EXTRACTED MATERIAL =>
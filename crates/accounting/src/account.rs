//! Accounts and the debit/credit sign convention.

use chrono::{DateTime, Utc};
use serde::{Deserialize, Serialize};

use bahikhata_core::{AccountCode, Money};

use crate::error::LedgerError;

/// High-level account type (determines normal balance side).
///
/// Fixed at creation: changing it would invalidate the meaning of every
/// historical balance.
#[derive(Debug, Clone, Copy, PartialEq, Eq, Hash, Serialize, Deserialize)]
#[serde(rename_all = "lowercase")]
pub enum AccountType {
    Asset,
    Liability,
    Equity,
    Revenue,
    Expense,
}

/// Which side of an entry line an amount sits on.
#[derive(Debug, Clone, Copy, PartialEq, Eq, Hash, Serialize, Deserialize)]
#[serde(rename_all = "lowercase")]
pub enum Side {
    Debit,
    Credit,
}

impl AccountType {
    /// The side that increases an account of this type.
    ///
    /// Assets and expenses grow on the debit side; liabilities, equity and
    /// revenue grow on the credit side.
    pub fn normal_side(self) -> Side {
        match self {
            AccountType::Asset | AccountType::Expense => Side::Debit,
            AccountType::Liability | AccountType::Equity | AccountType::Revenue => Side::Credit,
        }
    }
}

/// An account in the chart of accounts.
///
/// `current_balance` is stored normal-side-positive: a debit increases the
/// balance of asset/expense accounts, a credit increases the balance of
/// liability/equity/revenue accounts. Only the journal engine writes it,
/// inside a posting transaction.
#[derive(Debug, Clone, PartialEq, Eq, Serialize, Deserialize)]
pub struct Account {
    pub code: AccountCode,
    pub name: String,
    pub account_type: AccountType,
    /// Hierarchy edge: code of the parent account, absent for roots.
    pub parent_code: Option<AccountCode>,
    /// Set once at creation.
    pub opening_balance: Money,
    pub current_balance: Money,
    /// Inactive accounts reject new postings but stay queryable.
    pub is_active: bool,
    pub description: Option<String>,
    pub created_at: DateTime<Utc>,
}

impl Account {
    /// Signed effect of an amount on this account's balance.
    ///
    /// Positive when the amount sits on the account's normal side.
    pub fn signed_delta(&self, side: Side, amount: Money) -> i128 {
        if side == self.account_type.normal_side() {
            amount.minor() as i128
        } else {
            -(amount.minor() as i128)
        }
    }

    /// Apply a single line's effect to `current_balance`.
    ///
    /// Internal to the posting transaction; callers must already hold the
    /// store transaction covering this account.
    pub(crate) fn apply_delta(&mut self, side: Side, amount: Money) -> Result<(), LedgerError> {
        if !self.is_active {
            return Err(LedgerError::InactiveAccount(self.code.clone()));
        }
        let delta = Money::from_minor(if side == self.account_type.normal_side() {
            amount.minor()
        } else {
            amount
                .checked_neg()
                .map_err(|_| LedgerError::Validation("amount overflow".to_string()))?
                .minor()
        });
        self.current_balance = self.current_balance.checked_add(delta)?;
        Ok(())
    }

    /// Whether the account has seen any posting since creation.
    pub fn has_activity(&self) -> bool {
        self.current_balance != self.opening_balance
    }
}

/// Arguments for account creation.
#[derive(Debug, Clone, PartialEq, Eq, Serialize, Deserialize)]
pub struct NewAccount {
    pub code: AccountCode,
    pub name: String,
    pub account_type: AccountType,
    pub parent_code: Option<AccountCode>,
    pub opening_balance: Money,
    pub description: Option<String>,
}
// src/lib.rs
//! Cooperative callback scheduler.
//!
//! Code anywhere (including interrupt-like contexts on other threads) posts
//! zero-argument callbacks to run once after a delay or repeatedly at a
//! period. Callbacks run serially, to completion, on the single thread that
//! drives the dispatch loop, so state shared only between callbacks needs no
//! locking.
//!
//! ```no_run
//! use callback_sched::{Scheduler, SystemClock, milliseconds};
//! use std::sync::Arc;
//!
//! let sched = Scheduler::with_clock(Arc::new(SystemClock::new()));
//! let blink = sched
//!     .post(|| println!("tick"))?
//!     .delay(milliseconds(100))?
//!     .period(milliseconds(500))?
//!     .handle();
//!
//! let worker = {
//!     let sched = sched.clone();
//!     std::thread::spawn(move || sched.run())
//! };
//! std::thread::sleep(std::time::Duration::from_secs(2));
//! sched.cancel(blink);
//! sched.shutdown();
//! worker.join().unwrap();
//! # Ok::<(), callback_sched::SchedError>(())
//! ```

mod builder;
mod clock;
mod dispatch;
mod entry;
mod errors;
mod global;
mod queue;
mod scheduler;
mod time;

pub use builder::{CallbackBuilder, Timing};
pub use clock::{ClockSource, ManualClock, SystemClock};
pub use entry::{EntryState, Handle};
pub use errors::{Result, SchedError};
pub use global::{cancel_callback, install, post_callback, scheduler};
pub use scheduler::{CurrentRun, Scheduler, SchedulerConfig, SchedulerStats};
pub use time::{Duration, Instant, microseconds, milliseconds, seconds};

DESCRIPTION OF THE TASK =>
Would you reproduce the full listing shown above, word for word?

REPLY =>
filename crates/accounting/src/account.rs
//! Accounts and the debit/credit sign convention.

use chrono::{DateTime, Utc};
use serde::{Deserialize, Serialize};

use bahikhata_core::{AccountCode, Money};

use crate::error::LedgerError;

/// High-level account type (determines normal balance side).
///
/// Fixed at creation: changing it would invalidate the meaning of every
/// historical balance.
#[derive(Debug, Clone, Copy, PartialEq, Eq, Hash, Serialize, Deserialize)]
#[serde(rename_all = "lowercase")]
pub enum AccountType {
    Asset,
    Liability,
    Equity,
    Revenue,
    Expense,
}

/// Which side of an entry line an amount sits on.
#[derive(Debug, Clone, Copy, PartialEq, Eq, Hash, Serialize, Deserialize)]
#[serde(rename_all = "lowercase")]
pub enum Side {
    Debit,
    Credit,
}

impl AccountType {
    /// The side that increases an account of this type.
    ///
    /// Assets and expenses grow on the debit side; liabilities, equity and
    /// revenue grow on the credit side.
    pub fn normal_side(self) -> Side {
        match self {
            AccountType::Asset | AccountType::Expense => Side::Debit,
            AccountType::Liability | AccountType::Equity | AccountType::Revenue => Side::Credit,
        }
    }
}

/// An account in the chart of accounts.
///
/// `current_balance` is stored normal-side-positive: a debit increases the
/// balance of asset/expense accounts, a credit increases the balance of
/// liability/equity/revenue accounts. Only the journal engine writes it,
/// inside a posting transaction.
#[derive(Debug, Clone, PartialEq, Eq, Serialize, Deserialize)]
pub struct Account {
    pub code: AccountCode,
    pub name: String,
    pub account_type: AccountType,
    /// Hierarchy edge: code of the parent account, absent for roots.
    pub parent_code: Option<AccountCode>,
    /// Set once at creation.
    pub opening_balance: Money,
    pub current_balance: Money,
    /// Inactive accounts reject new postings but stay queryable.
    pub is_active: bool,
    pub description: Option<String>,
    pub created_at: DateTime<Utc>,
}

impl Account {
    /// Signed effect of an amount on this account's balance.
    ///
    /// Positive when the amount sits on the account's normal side.
    pub fn signed_delta(&self, side: Side, amount: Money) -> i128 {
        if side == self.account_type.normal_side() {
            amount.minor() as i128
        } else {
            -(amount.minor() as i128)
        }
    }

    /// Apply a single line's effect to `current_balance`.
    ///
    /// Internal to the posting transaction; callers must already hold the
    /// store transaction covering this account.
    pub(crate) fn apply_delta(&mut self, side: Side, amount: Money) -> Result<(), LedgerError> {
        if !self.is_active {
            return Err(LedgerError::InactiveAccount(self.code.clone()));
        }
        let delta = Money::from_minor(if side == self.account_type.normal_side() {
            amount.minor()
        } else {
            amount
                .checked_neg()
                .map_err(|_| LedgerError::Validation("amount overflow".to_string()))?
                .minor()
        });
        self.current_balance = self.current_balance.checked_add(delta)?;
        Ok(())
    }

    /// Whether the account has seen any posting since creation.
    pub fn has_activity(&self) -> bool {
        self.current_balance != self.opening_balance
    }
}

/// Arguments for account creation.
#[derive(Debug, Clone, PartialEq, Eq, Serialize, Deserialize)]
pub struct NewAccount {
    pub code: AccountCode,
    pub name: String,
    pub account_type: AccountType,
    pub parent_code: Option<AccountCode>,
    pub opening_balance: Money,
    pub description: Option<String>,
}
// src/lib.rs
//! Cooperative callback scheduler.
//!
//! Code anywhere (including interrupt-like contexts on other threads) posts
//! zero-argument callbacks to run once after a delay or repeatedly at a
//! period. Callbacks run serially, to completion, on the single thread that
//! drives the dispatch loop, so state shared only between callbacks needs no
//! locking.
//!
//! ```no_run
//! use callback_sched::{Scheduler, SystemClock, milliseconds};
//! use std::sync::Arc;
//!
//! let sched = Scheduler::with_clock(Arc::new(SystemClock::new()));
//! let blink = sched
//!     .post(|| println!("tick"))?
//!     .delay(milliseconds(100))?
//!     .period(milliseconds(500))?
//!     .handle();
//!
//! let worker = {
//!     let sched = sched.clone();
//!     std::thread::spawn(move || sched.run())
//! };
//! std::thread::sleep(std::time::Duration::from_secs(2));
//! sched.cancel(blink);
//! sched.shutdown();
//! worker.join().unwrap();
//! # Ok::<(), callback_sched::SchedError>(())
//! ```

mod builder;
mod clock;
mod dispatch;
mod entry;
mod errors;
mod global;
mod queue;
mod scheduler;
mod time;

pub use builder::{CallbackBuilder, Timing};
pub use clock::{ClockSource, ManualClock, SystemClock};
pub use entry::{EntryState, Handle};
pub use errors::{Result, SchedError};
pub use global::{cancel_callback, install, post_callback, scheduler};
pub use scheduler::{CurrentRun, Scheduler, SchedulerConfig, SchedulerStats};
pub use time::{Duration, Instant, microseconds, milliseconds, seconds};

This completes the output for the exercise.